Mathilde Vanackere, directrice de l´Institut français du PortugalMathilde Vanackere, directrice de l´Institut français du Portugal
@IFP
Écrit par Maria Sobral et Lison Segui
Publié le 17 juin 2025, mis à jour le 18 juin 2025

Mathilde Vanackere, 35 ans, a pris ses fonctions à la tête de l’Institut Français du Portugal en mai 2025. Passionnée de culture, elle a d’abord enseigné dans le secondaire et comme chercheuse elle a mené des recherches en littérature française du XVIIe siècle, avant de rejoindre le ministère de l’Europe et des Affaires étrangères. Elle a travaillé tout d´abord à la direction de la communication et de la presse du Quai d'Orsay  puis au sein du cabinet du ministre à l’écriture des discours et aussi sur tous les dossiers en lien avec la culture, que ce soit l’enseignement du français à l’étranger, les coopérations universitaires, les questions culturelles, les questions d’audiovisuel extérieur, mais aussi le sport, elle a travaillé sur les grands événements comme les Jeux Olympiques et Paralympiques, les commémorations du débarquement et  le Sommet de la Francophonie.


Lepetitjournal/Lisbonne : Quel est votre ressenti depuis votre arrivée au Portugal ?

Mathilde Vanackere : Ce qui m’a frappée d’emblée, c’est la grande gentillesse des Portugais. Quand on s’installe dans un pays pour quelques années, on découvre peu à peu les habitudes, le voisinage, les repères. Et ici, l’accueil a été remarquable. Ensuite, j’ai été marquée par la curiosité culturelle très forte : le goût pour le beau, l’art sous toutes ses formes, y compris populaires. Bien sûr, ma vision est un peu biaisée car je rencontre un public intéressé par ces sujets, mais c’est vraiment perceptible.


Souhaitiez-vous particulièrement venir au Portugal ?

C’était un choix personnel. Je voulais faire partie de cette grande famille de la diplomatie culturelle, et notamment la diplomatie culturelle européenne. Je dois dire que j'avais un désir, c'était aussi d'aller dans un pays qui entretient avec la France un lien particulier. Il y en a d'autres en Europe, mais en dehors de la Belgique, le Portugal est sans doute le pays qui a le plus de francophones en Europe. Le lien, n´est pas seulement linguistique, il concerne aussi les valeurs, l'histoire partagée, les gens qui ont émigré dans le pays. La relation entre la France et le Portugal est singulière, ancienne, économique et aujourd'hui très forte du point de vue culturel. Et c’est justement cette proximité qui m’a donnée envie de contribuer à la diplomatie culturelle de la France et à l'action de l'ambassade, dans un pays aussi particulier pour la France. 
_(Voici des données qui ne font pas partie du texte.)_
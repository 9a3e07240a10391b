//! Conversation transcript built from a session's text events

mod aggregator;
mod turn;

pub use aggregator::ConversationAggregator;
pub use turn::{ConversationTurn, Speaker, Transcript};
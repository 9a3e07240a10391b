use serde::{Deserialize, Serialize};

/// Room every client of this process joins
pub const DEFAULT_ROOM_NAME: &str = "voice-assistant-room";

/// Identity the AI agent joins the room with
pub const DEFAULT_AGENT_IDENTITY: &str = "python-agent";

/// Configuration for a voice session
#[derive(Debug, Clone, Serialize, Deserialize)]
pub struct SessionConfig {
    /// Process-wide room name used for every token request
    pub room_name: String,

    /// Participant identity of the agent, used to report its presence
    pub agent_identity: String,

    /// Turn the microphone on as soon as the room is joined
    pub auto_enable_audio: bool,
}

impl Default for SessionConfig {
    fn default() -> Self {
        Self {
            room_name: DEFAULT_ROOM_NAME.to_string(),
            agent_identity: DEFAULT_AGENT_IDENTITY.to_string(),
            auto_enable_audio: true,
        }
    }
}
use anyhow::{Context, Result};
use clap::{Parser, Subcommand};
use std::sync::Arc;
use tokio::io::{AsyncBufReadExt, BufReader};
use tokio::sync::broadcast::error::RecvError;
use tracing::{error, info, warn};
use voice_room::{create_router, AppState, Config, ConversationTurn, SessionError, Speaker, VoiceClient};

#[derive(Parser)]
#[command(name = "voice-room", about = "Talk to the voice assistant over a real-time room")]
struct Cli {
    /// Config file (extension optional)
    #[arg(long, default_value = "config/voice-room")]
    config: String,

    /// Participant identity, random `user-N` if omitted
    #[arg(long)]
    identity: Option<String>,

    #[command(subcommand)]
    command: Command,
}

#[derive(Subcommand)]
enum Command {
    /// Join the room and print the conversation
    Talk,
    /// Serve the HTTP control API
    Serve,
}

#[tokio::main]
async fn main() -> Result<()> {
    tracing_subscriber::fmt::init();

    let cli = Cli::parse();
    let cfg = Config::load(&cli.config)?;

    info!("{} starting", cfg.service.name);
    info!("Room: {} via {}", cfg.room.name, cfg.room.nats_url);
    info!("Token service: {}", cfg.token.endpoint);

    let identity = cli.identity.unwrap_or_else(random_identity);
    let client = Arc::new(VoiceClient::from_config(&cfg)?);

    match cli.command {
        Command::Talk => talk(client, &identity).await,
        Command::Serve => serve(client, identity, &cfg).await,
    }
}

fn random_identity() -> String {
    format!("user-{}", uuid::Uuid::new_v4().as_u128() % 10000)
}

fn print_turn(turn: &ConversationTurn) {
    let who = match turn.speaker {
        Speaker::User => "you",
        Speaker::Assistant => "assistant",
    };
    println!("{} > {}", who, turn.text);
}

async fn talk(client: Arc<VoiceClient>, identity: &str) -> Result<()> {
    let session = client.session();

    session.on_connection_state_changed(|state| println!("[{}]", state));
    session.on_agent_presence(|present| {
        if present {
            println!("Voice assistant connected");
        } else {
            println!("Voice assistant disconnected");
        }
    });

    let mut turns = client.conversation().subscribe();

    match session.connect(identity).await {
        Ok(()) => {}
        Err(SessionError::Device(e)) => warn!("Connected without microphone: {}", e),
        Err(e) => return Err(e).context("Failed to connect to voice assistant room"),
    }

    println!("Connected as {}. Type 'mute', 'unmute' or 'quit'.", identity);

    let mut lines = BufReader::new(tokio::io::stdin()).lines();
    loop {
        tokio::select! {
            _ = tokio::signal::ctrl_c() => break,
            turn = turns.recv() => match turn {
                Ok(turn) => print_turn(&turn),
                Err(RecvError::Lagged(n)) => warn!("Skipped {} turns", n),
                Err(RecvError::Closed) => break,
            },
            line = lines.next_line() => match line?.as_deref().map(str::trim) {
                Some("mute") => {
                    if let Err(e) = session.disable_audio().await {
                        error!("Failed to mute: {}", e);
                    }
                }
                Some("unmute") => {
                    if let Err(e) = session.enable_audio().await {
                        error!("Failed to enable microphone: {}", e);
                    }
                }
                Some("quit") | None => break,
                Some("") => {}
                Some(other) => println!("Unknown command '{}'", other),
            },
        }
    }

    session.disconnect().await;
    Ok(())
}

async fn serve(client: Arc<VoiceClient>, identity: String, cfg: &Config) -> Result<()> {
    let app = create_router(AppState::new(Arc::clone(&client), identity));

    let addr = format!("{}:{}", cfg.service.http.bind, cfg.service.http.port);
    let listener = tokio::net::TcpListener::bind(&addr)
        .await
        .with_context(|| format!("Failed to bind {}", addr))?;

    info!("Control API listening on {}", addr);

    axum::serve(listener, app)
        .with_graceful_shutdown(async {
            let _ = tokio::signal::ctrl_c().await;
        })
        .await?;

    client.session().disconnect().await;
    Ok(())
}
Quelles sont les priorités que vous vous fixez dans le cadre de cette nouvelle mission d'ordre culturelle ?

L'ambassade de France a des priorités qui sont très claires, renforcée par la récente visite d’Etat et les accords signés ; un traité d'amitié, quatre accords culturels dans le domaine qui concerne la diplomatie culturelle, dont un accord de coproduction cinématographique et un mémorandum sur le baccalauréat français international. Les instruments politiques et juridiques, pour aller encore plus loin dans la relation France Portugal existent et définissent les priorités.

Trois axes me semblent majeurs : 

La francophonie : dans ce domaine il y a cet enjeu de renouveler la génération de tous ces professeurs portugais de français qui un jour vont partir à la retraite, et il faut qu'il y ait une relève. Nous avons besoin de trouver les moyens aux côtés de l'anglais, de continuer à proposer aux élèves, aux étudiants, à tous les publics ce contact avec l'apprentissage de la langue française et cet accès à la culture française. La médiathèque de l’Institut joue un rôle central : c’est un lieu vivant ouvert au public, un lieu de circulation, de rencontres, où l’on accueille artistes, cinéastes et écrivains comme récemment Philippe Claudel, président de l’Académie Goncourt.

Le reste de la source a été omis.